(DATA FOR PROCESSING)
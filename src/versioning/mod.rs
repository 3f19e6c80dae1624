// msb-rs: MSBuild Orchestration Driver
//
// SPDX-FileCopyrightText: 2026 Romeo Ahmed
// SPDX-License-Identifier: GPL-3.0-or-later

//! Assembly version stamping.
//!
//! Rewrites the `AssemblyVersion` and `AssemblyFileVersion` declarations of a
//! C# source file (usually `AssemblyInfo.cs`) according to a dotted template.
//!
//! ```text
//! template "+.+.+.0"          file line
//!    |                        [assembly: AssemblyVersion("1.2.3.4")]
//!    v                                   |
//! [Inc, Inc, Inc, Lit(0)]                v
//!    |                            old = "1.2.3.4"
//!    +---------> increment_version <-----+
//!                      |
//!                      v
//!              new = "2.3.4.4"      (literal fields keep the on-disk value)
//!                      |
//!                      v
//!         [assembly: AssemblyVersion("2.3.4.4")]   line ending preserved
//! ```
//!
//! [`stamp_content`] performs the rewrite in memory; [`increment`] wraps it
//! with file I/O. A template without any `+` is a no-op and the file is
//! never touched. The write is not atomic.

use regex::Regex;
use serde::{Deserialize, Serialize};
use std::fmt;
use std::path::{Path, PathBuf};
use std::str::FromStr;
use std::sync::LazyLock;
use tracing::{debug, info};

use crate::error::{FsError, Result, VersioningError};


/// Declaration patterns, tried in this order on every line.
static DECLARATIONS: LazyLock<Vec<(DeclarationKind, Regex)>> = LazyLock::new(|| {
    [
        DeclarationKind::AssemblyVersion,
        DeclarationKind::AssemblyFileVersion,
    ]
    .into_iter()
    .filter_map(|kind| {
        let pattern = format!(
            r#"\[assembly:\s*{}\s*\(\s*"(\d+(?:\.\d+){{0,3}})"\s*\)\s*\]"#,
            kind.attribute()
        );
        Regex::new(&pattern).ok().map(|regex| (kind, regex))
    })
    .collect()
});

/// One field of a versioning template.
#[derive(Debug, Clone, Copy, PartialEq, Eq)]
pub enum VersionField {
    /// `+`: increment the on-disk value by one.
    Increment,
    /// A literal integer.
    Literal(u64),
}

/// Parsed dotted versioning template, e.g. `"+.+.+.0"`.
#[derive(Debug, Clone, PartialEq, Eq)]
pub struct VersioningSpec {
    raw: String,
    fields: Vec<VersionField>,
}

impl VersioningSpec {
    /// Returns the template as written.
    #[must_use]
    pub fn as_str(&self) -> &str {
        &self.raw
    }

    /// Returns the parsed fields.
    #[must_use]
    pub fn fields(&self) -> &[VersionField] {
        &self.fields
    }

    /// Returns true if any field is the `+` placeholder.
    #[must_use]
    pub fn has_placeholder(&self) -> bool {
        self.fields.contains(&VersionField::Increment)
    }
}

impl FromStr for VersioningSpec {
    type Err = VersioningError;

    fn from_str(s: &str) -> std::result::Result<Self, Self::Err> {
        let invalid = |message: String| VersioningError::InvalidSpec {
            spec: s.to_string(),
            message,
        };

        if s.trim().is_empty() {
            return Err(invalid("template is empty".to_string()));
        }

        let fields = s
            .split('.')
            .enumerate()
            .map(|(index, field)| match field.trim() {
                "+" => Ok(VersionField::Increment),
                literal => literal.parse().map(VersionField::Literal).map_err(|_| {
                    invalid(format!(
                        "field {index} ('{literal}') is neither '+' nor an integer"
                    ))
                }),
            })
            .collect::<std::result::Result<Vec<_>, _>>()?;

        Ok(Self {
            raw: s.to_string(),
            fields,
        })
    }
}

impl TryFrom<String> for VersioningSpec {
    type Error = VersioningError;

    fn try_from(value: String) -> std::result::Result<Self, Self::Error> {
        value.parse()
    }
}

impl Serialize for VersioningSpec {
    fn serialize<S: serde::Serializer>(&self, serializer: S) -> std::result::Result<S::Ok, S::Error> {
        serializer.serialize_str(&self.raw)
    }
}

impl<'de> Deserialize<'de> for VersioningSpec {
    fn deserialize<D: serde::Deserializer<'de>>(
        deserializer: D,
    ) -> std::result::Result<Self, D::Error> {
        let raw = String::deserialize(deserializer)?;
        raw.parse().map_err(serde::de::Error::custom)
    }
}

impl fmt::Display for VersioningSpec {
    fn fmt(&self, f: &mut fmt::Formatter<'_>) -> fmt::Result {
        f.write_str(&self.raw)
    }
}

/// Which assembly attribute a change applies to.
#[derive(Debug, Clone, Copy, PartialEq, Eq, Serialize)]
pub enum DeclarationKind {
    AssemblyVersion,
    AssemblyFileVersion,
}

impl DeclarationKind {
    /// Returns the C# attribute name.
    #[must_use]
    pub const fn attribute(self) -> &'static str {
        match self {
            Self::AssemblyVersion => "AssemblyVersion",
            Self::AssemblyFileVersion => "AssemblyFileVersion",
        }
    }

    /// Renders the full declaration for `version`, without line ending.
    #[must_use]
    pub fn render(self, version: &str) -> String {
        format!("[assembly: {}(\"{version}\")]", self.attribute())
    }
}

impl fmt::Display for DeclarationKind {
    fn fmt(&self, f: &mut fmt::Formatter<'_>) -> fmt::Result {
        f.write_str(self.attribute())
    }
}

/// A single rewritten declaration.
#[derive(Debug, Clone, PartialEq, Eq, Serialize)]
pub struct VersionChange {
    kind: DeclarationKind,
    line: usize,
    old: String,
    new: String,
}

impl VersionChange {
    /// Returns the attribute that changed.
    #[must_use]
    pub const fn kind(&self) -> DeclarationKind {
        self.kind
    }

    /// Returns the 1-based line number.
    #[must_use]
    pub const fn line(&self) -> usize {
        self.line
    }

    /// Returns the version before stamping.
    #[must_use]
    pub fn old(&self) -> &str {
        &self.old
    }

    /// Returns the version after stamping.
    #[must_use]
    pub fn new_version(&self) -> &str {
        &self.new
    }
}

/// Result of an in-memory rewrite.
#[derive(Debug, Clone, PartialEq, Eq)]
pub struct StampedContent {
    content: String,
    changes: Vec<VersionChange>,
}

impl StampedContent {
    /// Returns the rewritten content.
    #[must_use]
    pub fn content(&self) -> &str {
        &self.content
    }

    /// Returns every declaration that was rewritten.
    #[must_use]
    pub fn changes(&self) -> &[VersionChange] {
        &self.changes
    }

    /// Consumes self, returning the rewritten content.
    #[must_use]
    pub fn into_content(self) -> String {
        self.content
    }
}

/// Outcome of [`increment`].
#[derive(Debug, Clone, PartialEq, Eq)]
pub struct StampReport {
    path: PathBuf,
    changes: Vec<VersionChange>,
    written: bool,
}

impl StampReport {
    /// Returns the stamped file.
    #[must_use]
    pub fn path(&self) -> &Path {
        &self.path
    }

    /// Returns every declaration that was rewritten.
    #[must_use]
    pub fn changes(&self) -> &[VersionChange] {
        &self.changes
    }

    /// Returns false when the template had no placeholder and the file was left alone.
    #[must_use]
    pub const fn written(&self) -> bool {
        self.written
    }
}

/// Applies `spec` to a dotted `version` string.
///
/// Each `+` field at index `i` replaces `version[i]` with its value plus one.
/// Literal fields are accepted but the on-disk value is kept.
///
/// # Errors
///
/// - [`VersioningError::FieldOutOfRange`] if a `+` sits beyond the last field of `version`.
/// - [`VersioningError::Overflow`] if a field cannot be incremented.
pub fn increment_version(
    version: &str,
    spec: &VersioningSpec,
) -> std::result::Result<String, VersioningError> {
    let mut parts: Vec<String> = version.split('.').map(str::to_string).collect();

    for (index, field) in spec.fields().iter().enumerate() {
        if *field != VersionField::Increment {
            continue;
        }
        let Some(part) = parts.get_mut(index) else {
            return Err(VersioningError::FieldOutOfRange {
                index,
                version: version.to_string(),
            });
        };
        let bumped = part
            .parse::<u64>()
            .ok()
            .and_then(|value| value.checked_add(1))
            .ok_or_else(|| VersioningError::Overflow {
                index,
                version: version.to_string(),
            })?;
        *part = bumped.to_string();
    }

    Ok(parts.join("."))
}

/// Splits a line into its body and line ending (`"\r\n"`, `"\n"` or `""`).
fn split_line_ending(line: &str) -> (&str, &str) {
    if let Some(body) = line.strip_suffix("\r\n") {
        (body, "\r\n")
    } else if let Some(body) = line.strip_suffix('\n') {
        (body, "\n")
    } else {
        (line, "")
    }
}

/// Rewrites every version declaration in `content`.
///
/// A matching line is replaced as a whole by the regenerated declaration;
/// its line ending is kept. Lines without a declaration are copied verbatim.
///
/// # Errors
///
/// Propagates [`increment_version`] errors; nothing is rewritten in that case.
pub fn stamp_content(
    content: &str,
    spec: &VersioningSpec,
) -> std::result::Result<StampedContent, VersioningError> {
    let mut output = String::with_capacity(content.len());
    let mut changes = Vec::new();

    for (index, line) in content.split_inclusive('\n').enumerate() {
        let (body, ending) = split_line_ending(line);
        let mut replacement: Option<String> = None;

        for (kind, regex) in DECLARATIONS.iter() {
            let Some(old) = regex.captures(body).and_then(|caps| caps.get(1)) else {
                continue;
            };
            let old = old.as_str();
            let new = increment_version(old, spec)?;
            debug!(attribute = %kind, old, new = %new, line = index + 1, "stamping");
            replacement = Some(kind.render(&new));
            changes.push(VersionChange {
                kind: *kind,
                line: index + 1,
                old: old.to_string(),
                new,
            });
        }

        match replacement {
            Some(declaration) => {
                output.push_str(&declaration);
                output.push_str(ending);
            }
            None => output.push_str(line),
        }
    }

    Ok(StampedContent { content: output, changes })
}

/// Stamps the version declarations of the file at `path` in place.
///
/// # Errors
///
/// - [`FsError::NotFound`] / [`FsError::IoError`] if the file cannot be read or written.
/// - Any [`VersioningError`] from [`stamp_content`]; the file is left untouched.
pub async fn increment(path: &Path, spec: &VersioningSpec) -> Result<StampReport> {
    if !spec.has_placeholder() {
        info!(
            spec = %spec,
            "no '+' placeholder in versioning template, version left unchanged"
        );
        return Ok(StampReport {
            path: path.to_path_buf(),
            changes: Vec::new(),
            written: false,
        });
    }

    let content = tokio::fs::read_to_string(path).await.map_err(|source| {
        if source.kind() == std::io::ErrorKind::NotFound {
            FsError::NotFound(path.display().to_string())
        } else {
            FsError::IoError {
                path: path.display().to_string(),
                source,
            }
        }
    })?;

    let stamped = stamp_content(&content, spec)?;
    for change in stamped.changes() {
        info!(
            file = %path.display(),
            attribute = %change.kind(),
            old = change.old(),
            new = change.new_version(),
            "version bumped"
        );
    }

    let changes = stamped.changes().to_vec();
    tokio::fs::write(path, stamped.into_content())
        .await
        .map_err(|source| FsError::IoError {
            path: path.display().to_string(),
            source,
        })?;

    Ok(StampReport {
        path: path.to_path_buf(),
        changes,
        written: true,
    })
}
(End DATA FOR PROCESSING)
Out of the listing above, reproduce exactly the lines from the one with "use std::sync::LazyLock;" up to and including the one with "pub struct VersioningSpec".

use std::sync::LazyLock;
use tracing::{debug, info};

use crate::error::{FsError, Result, VersioningError};


/// Declaration patterns, tried in this order on every line.
static DECLARATIONS: LazyLock<Vec<(DeclarationKind, Regex)>> = LazyLock::new(|| {
    [
        DeclarationKind::AssemblyVersion,
        DeclarationKind::AssemblyFileVersion,
    ]
    .into_iter()
    .filter_map(|kind| {
        let pattern = format!(
            r#"\[assembly:\s*{}\s*\(\s*"(\d+(?:\.\d+){{0,3}})"\s*\)\s*\]"#,
            kind.attribute()
        );
        Regex::new(&pattern).ok().map(|regex| (kind, regex))
    })
    .collect()
});

/// One field of a versioning template.
#[derive(Debug, Clone, Copy, PartialEq, Eq)]
pub enum VersionField {
    /// `+`: increment the on-disk value by one.
    Increment,
    /// A literal integer.
    Literal(u64),
}

/// Parsed dotted versioning template, e.g. `"+.+.+.0"`.
#[derive(Debug, Clone, PartialEq, Eq)]
pub struct VersioningSpec {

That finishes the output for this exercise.